American investment advisor and First Lady of Peru (2016–18)

Nancy Ann Lange Kuczynski (born January 20, 1954) is an American investment and marketing professional and Peruvian resident. She served as the First Lady of Peru from 2016 to 2018 as the wife of President Pedro Pablo Kuczynski.

==Life and work==
Lange is from the town of Rock Springs, Wisconsin and was born in nearby Baraboo, Wisconsin in 1954. She has three siblings - one sister and two brothers. She is not the cousin of American actress Jessica Lange, although this has been widely reported in the media. Lange studied political science and international relations at the University of Wisconsin. She then received her Master of Business Administration (MBA) from the School of Business at the University of Wisconsin. Following the completion of her MBA, Lange lived and worked abroad in Japan and other countries.

Lange married Pedro Pablo Kuczynski, an economist and politician, in 1996. The couple have one daughter together, Suzanne, who graduated in biology from Princeton University.
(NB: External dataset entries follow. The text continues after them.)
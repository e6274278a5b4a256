//! Hardware adapter: bridges the relay and contact drivers to the port traits.
//!
//! The relay and the contacts are owned by different threads at run time
//! (the relay sits behind the controller lock, the contacts move into the
//! poller), so each driver implements its port directly instead of being
//! bundled into one adapter.

use embedded_hal::delay::DelayNs;
use embedded_hal::digital::{InputPin, OutputPin};
use log::warn;

use crate::app::ports::{ActuatorPort, SensorPort};
use crate::config::SensorLayout;
use crate::drivers::relay::{RelayDriver, RelayState};
use crate::error::{ActuatorError, SensorError};
use crate::sensors::{DoorSensors, SensorSample};

// ── ActuatorPort implementation ───────────────────────────────

impl<P: OutputPin, D: DelayNs> ActuatorPort for RelayDriver<P, D> {
    /// Between calls the driver can only be `Pulsing` if a release failed,
    /// so the line is released again before the next press.
    fn pulse(&mut self) -> Result<(), ActuatorError> {
        if self.state() == RelayState::Pulsing {
            warn!("RELAY: releasing line left engaged by the previous pulse");
            self.recover()?;
        }
        RelayDriver::pulse(self)
    }
}

// ── SensorPort implementation ─────────────────────────────────

impl<P: InputPin> SensorPort for DoorSensors<P> {
    fn sample(&mut self, now_ms: u64) -> Result<SensorSample, SensorError> {
        self.read(now_ms)
    }

    fn layout(&self) -> SensorLayout {
        DoorSensors::layout(self)
    }
}
//! Task Watchdog Timer (TWDT) driver.
//!
//! Resets the device if the supervising task stops feeding it.  The
//! timeout must comfortably exceed one relay pulse plus a sensor poll,
//! since the main task may wait on the controller lock for that long.
//!
//! On host builds this is a no-op.

#[cfg(feature = "espidf")]
use esp_idf_svc::sys::{
    ESP_OK, esp_task_wdt_add, esp_task_wdt_config_t, esp_task_wdt_reconfigure,
    esp_task_wdt_reset,
};
use log::info;
#[cfg(feature = "espidf")]
use log::warn;

pub struct Watchdog {
    timeout_ms: u32,
    subscribed: bool,
}

impl Watchdog {
    /// Configure the TWDT and subscribe the calling task.
    #[cfg(feature = "espidf")]
    pub fn new(timeout_ms: u32) -> Self {
        // SAFETY: plain FFI calls with a fully-initialised config struct;
        // a null task handle subscribes the calling task.
        let subscribed = unsafe {
            let cfg = esp_task_wdt_config_t {
                timeout_ms,
                idle_core_mask: 0,
                trigger_panic: true,
            };
            let ret = esp_task_wdt_reconfigure(&cfg);
            if ret != ESP_OK {
                warn!("WDT: reconfigure returned {} (may already be configured)", ret);
            }
            esp_task_wdt_add(core::ptr::null_mut()) == ESP_OK
        };
        if subscribed {
            info!("WDT: subscribed ({}ms timeout, panic on trigger)", timeout_ms);
        } else {
            warn!("WDT: failed to subscribe");
        }
        Self {
            timeout_ms,
            subscribed,
        }
    }

    #[cfg(not(feature = "espidf"))]
    pub fn new(timeout_ms: u32) -> Self {
        info!("WDT(sim): no-op, {}ms", timeout_ms);
        Self {
            timeout_ms,
            subscribed: false,
        }
    }

    pub fn feed(&self) {
        #[cfg(feature = "espidf")]
        if self.subscribed {
            // SAFETY: resets the TWDT entry of the calling (subscribed) task.
            unsafe {
                esp_task_wdt_reset();
            }
        }
    }

    pub fn timeout_ms(&self) -> u32 {
        self.timeout_ms
    }

    pub fn is_subscribed(&self) -> bool {
        self.subscribed
    }
}
//! Contact debouncer.
//!
//! A new position is accepted only after `required` consecutive samples
//! agree on it AND it has persisted for at least `min_stable_ms` since the
//! first of those samples (`0` disables the duration check).  Any sample
//! that disagrees with the candidate restarts the count, so a single
//! flicker against N−1 stable readings never changes the accepted value.

use super::ContactPosition;

#[derive(Debug, Clone, Copy, PartialEq, Eq)]
struct Candidate {
    position: ContactPosition,
    count: u8,
    since_ms: u64,
}

#[derive(Debug, Clone)]
pub struct Debouncer {
    required: u8,
    min_stable_ms: u32,
    stable: Option<ContactPosition>,
    candidate: Option<Candidate>,
}

impl Debouncer {
    pub fn new(required: u8, min_stable_ms: u32) -> Self {
        Self {
            required: required.max(1),
            min_stable_ms,
            stable: None,
            candidate: None,
        }
    }

    /// Accept `position` as stable without debouncing (startup reading).
    pub fn seed(&mut self, position: ContactPosition) {
        self.stable = Some(position);
        self.candidate = None;
    }

    pub fn stable(&self) -> Option<ContactPosition> {
        self.stable
    }

    /// Feed one classified sample.  Returns the newly accepted position
    /// when, and only when, the stable value changes.
    pub fn feed(&mut self, position: ContactPosition, now_ms: u64) -> Option<ContactPosition> {
        if self.stable == Some(position) {
            self.candidate = None;
            return None;
        }

        let c = match self.candidate {
            Some(mut c) if c.position == position => {
                c.count = c.count.saturating_add(1);
                c
            }
            _ => Candidate {
                position,
                count: 1,
                since_ms: now_ms,
            },
        };

        let held_ms = now_ms.saturating_sub(c.since_ms);
        if c.count >= self.required && held_ms >= self.min_stable_ms as u64 {
            self.stable = Some(position);
            self.candidate = None;
            Some(position)
        } else {
            self.candidate = Some(c);
            None
        }
    }
}
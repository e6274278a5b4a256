//! Integration test driver for `tests/integration/` submodule.
//!
//! Each `mod` below exercises the door controller against mock adapters.
//! All tests run on the host with no real hardware required.

mod controller_tests;
mod facade_tests;
mod mock_hw;
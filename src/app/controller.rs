//! Thread-safe door controller.
//!
//! Wraps a [`DoorService`] plus its relay and event sink in one `Mutex`:
//! commands, sensor samples, and timer checks are all serialized through
//! it.  After every mutation the state and target are published into
//! atomics, so [`current_state`](DoorController::current_state) and friends
//! never wait on the lock, even while a pulse is in flight.
//!
//! ```text
//!  bridge task ──request_open()──┐
//!                                ▼
//!  poller thread ──sample()──▶ Mutex<DoorService + relay + sink> ──▶ AtomicU8 snapshots
//!        └────────poll_timer()───┘                                     ▲
//!                                        current_state() ──────────────┘
//! ```
//!
//! One explicitly owned instance: build it with [`new`](DoorController::new),
//! call [`start`](DoorController::start), share it through `Arc`, and
//! [`shutdown`](DoorController::shutdown) it.  The lifecycle runs once; a
//! shut-down controller cannot be restarted.

use core::sync::atomic::{AtomicBool, AtomicU8, Ordering};
use std::io;
use std::sync::{Arc, Mutex, MutexGuard, PoisonError};
use std::thread::JoinHandle;
use std::time::Duration;

use log::{info, warn};

use crate::config::{DoorConfig, SensorLayout};
use crate::drivers::task_pin::{Core, TaskSpec};
use crate::error::{ConfigError, DoorError, SensorError};
use crate::fsm::{DoorState, TargetDoorState};
use crate::sensors::SensorSample;

use super::commands::DoorCommand;
use super::events::DoorEvent;
use super::ports::{ActuatorPort, Clock, EventSink, SensorPort};
use super::service::DoorService;

const POLLER_TASK: TaskSpec = TaskSpec {
    name: "door-poll\0",
    core: Core::App,
    priority: 5,
    stack_kb: 6,
};

struct Inner<A, E> {
    service: DoorService,
    actuator: A,
    sink: E,
}

pub struct DoorController<A, E, C> {
    inner: Mutex<Inner<A, E>>,
    clock: C,
    state: AtomicU8,
    target: AtomicU8,
    running: AtomicBool,
    shut_down: AtomicBool,
    poll_interval_ms: u32,
    layout: SensorLayout,
    poller: Mutex<Option<JoinHandle<()>>>,
}

impl<A, E, C> DoorController<A, E, C>
where
    A: ActuatorPort,
    E: EventSink,
    C: Clock,
{
    /// Validate `config` and build a stopped controller.
    pub fn new(config: &DoorConfig, actuator: A, sink: E, clock: C) -> Result<Self, ConfigError> {
        config.validate()?;
        Ok(Self {
            inner: Mutex::new(Inner {
                service: DoorService::new(config),
                actuator,
                sink,
            }),
            clock,
            state: AtomicU8::new(config.initial_state as u8),
            target: AtomicU8::new(TargetDoorState::Closed as u8),
            running: AtomicBool::new(false),
            shut_down: AtomicBool::new(false),
            poll_interval_ms: config.sensor_poll_interval_ms,
            layout: config.sensor_layout,
            poller: Mutex::new(None),
        })
    }

    // ── Lifecycle ─────────────────────────────────────────────

    /// Initialise the door state from `initial` (or the configured default)
    /// and start accepting commands.  A second call, or a call after
    /// [`shutdown`](Self::shutdown), is ignored.
    pub fn start(&self, initial: Option<SensorSample>) {
        let mut inner = self.lock();
        if self.shut_down.load(Ordering::Acquire) {
            warn!("DOOR: start() after shutdown, ignored");
            return;
        }
        if self.running.load(Ordering::Acquire) {
            warn!("DOOR: start() while already running, ignored");
            return;
        }
        let now = self.clock.now_ms();
        let Inner { service, sink, .. } = &mut *inner;
        service.start(initial, now, sink);
        self.publish(service);
        self.running.store(true, Ordering::Release);
    }

    /// Stop accepting commands, stop and join the poller thread.
    pub fn shutdown(&self) {
        self.shut_down.store(true, Ordering::Release);
        if !self.running.swap(false, Ordering::AcqRel) {
            return;
        }
        let handle = self
            .poller
            .lock()
            .unwrap_or_else(PoisonError::into_inner)
            .take();
        if let Some(h) = handle {
            if h.join().is_err() {
                warn!("DOOR: poller thread panicked");
            }
        }
        self.lock().sink.emit(&DoorEvent::Stopped);
        info!("DOOR: controller shut down");
    }

    pub fn is_running(&self) -> bool {
        self.running.load(Ordering::Acquire)
    }

    // ── Commands ──────────────────────────────────────────────

    /// Blocks for at most one relay pulse.  `running` is checked under the
    /// lock, so no pulse can follow a shutdown that has already begun.
    pub fn handle_command(&self, cmd: DoorCommand) -> Result<(), DoorError> {
        let mut inner = self.lock();
        if !self.is_running() {
            return Err(DoorError::NotRunning);
        }
        let now = self.clock.now_ms();
        let Inner {
            service,
            actuator,
            sink,
        } = &mut *inner;
        let result = service.handle_command(cmd, now, actuator, sink);
        self.publish(service);
        result
    }

    pub fn request_open(&self) -> Result<(), DoorError> {
        self.handle_command(DoorCommand::Open)
    }

    pub fn request_close(&self) -> Result<(), DoorError> {
        self.handle_command(DoorCommand::Close)
    }

    // ── Observations ──────────────────────────────────────────

    pub fn on_sensor_sample(&self, sample: SensorSample) {
        self.with_service(|service, sink| service.on_sensor_sample(sample, sink));
    }

    pub fn on_sensor_fault(&self, error: SensorError) {
        self.with_service(|service, sink| service.on_sensor_fault(error, sink));
    }

    /// Timer callback entry point.  Prefer [`poll_timer`](Self::poll_timer),
    /// which only fires when the armed deadline has passed.
    pub fn on_travel_timeout(&self) {
        let now = self.clock.now_ms();
        self.with_service(|service, sink| service.on_travel_timeout(now, sink));
    }

    /// Fire the travel timeout if due.  The check and the transition happen
    /// under one lock, so a timer re-armed by a newer command is never hit
    /// by the old deadline.
    pub fn poll_timer(&self) -> bool {
        let now = self.clock.now_ms();
        let mut fired = false;
        self.with_service(|service, sink| fired = service.poll_timer(now, sink));
        fired
    }

    // ── Lock-free queries ─────────────────────────────────────

    pub fn current_state(&self) -> DoorState {
        DoorState::from_u8(self.state.load(Ordering::Acquire)).unwrap_or(DoorState::Stopped)
    }

    pub fn target_state(&self) -> TargetDoorState {
        TargetDoorState::from_u8(self.target.load(Ordering::Acquire))
            .unwrap_or(TargetDoorState::Closed)
    }

    pub fn is_obstructed(&self) -> bool {
        self.current_state() == DoorState::Obstructed
    }

    // ── Locked queries ────────────────────────────────────────

    pub fn pulse_count(&self) -> u32 {
        self.lock().service.pulse_count()
    }

    pub fn travel_deadline_ms(&self) -> Option<u64> {
        self.lock().service.travel_deadline_ms()
    }

    // ── Internal ──────────────────────────────────────────────

    fn lock(&self) -> MutexGuard<'_, Inner<A, E>> {
        self.inner.lock().unwrap_or_else(PoisonError::into_inner)
    }

    fn with_service(&self, f: impl FnOnce(&mut DoorService, &mut E)) {
        let mut inner = self.lock();
        if !self.is_running() {
            return;
        }
        let Inner { service, sink, .. } = &mut *inner;
        f(service, sink);
        self.publish(service);
    }

    fn publish(&self, service: &DoorService) {
        self.state.store(service.state() as u8, Ordering::Release);
        self.target.store(service.target() as u8, Ordering::Release);
    }
}

impl<A, E, C> DoorController<A, E, C>
where
    A: ActuatorPort + Send + 'static,
    E: EventSink + Send + 'static,
    C: Clock + Send + Sync + 'static,
{
    /// Spawn the poller on the app core.  Every `sensor_poll_interval_ms`
    /// it samples `sensor` (if any) and checks the travel timer.  Runs
    /// until [`shutdown`](Self::shutdown).
    pub fn spawn_poller<S>(self: &Arc<Self>, sensor: Option<S>) -> io::Result<()>
    where
        S: SensorPort + Send + 'static,
    {
        if let Some(s) = sensor.as_ref() {
            if s.layout() != self.layout {
                warn!(
                    "DOOR: sensor reader wires {:?}, config expects {:?}",
                    s.layout(),
                    self.layout
                );
            }
        }
        let me = Arc::clone(self);
        let mut sensor = sensor;
        let interval = Duration::from_millis(self.poll_interval_ms as u64);

        let handle = POLLER_TASK.spawn(move || {
            info!("DOOR: poller running every {:?}", interval);
            while me.is_running() {
                if let Some(s) = sensor.as_mut() {
                    match s.sample(me.clock.now_ms()) {
                        Ok(sample) => me.on_sensor_sample(sample),
                        Err(e) => me.on_sensor_fault(e),
                    }
                }
                me.poll_timer();
                std::thread::sleep(interval);
            }
            info!("DOOR: poller stopped");
        })?;

        let previous = self
            .poller
            .lock()
            .unwrap_or_else(PoisonError::into_inner)
            .replace(handle);
        if previous.is_some() {
            warn!("DOOR: replaced an existing poller handle");
        }
        Ok(())
    }
}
During the 2016 Peruvian general election, Lange played an essential role in her husband's campaign as an advisor and organizer. She traveled extensively to campaign on his behalf. Lange created "Chambeando por el Perú", which promoted a series of social reforms in remote areas of the country.

==First Lady of Peru==
Nancy Lange became First Lady of Peru on July 28, 2016.

One of Lange's first public events as first lady was the march protesting violence against women known as "Ni una menos." She has extensively promoted firemen's efforts in Lima, as well other education and health initiatives across the country.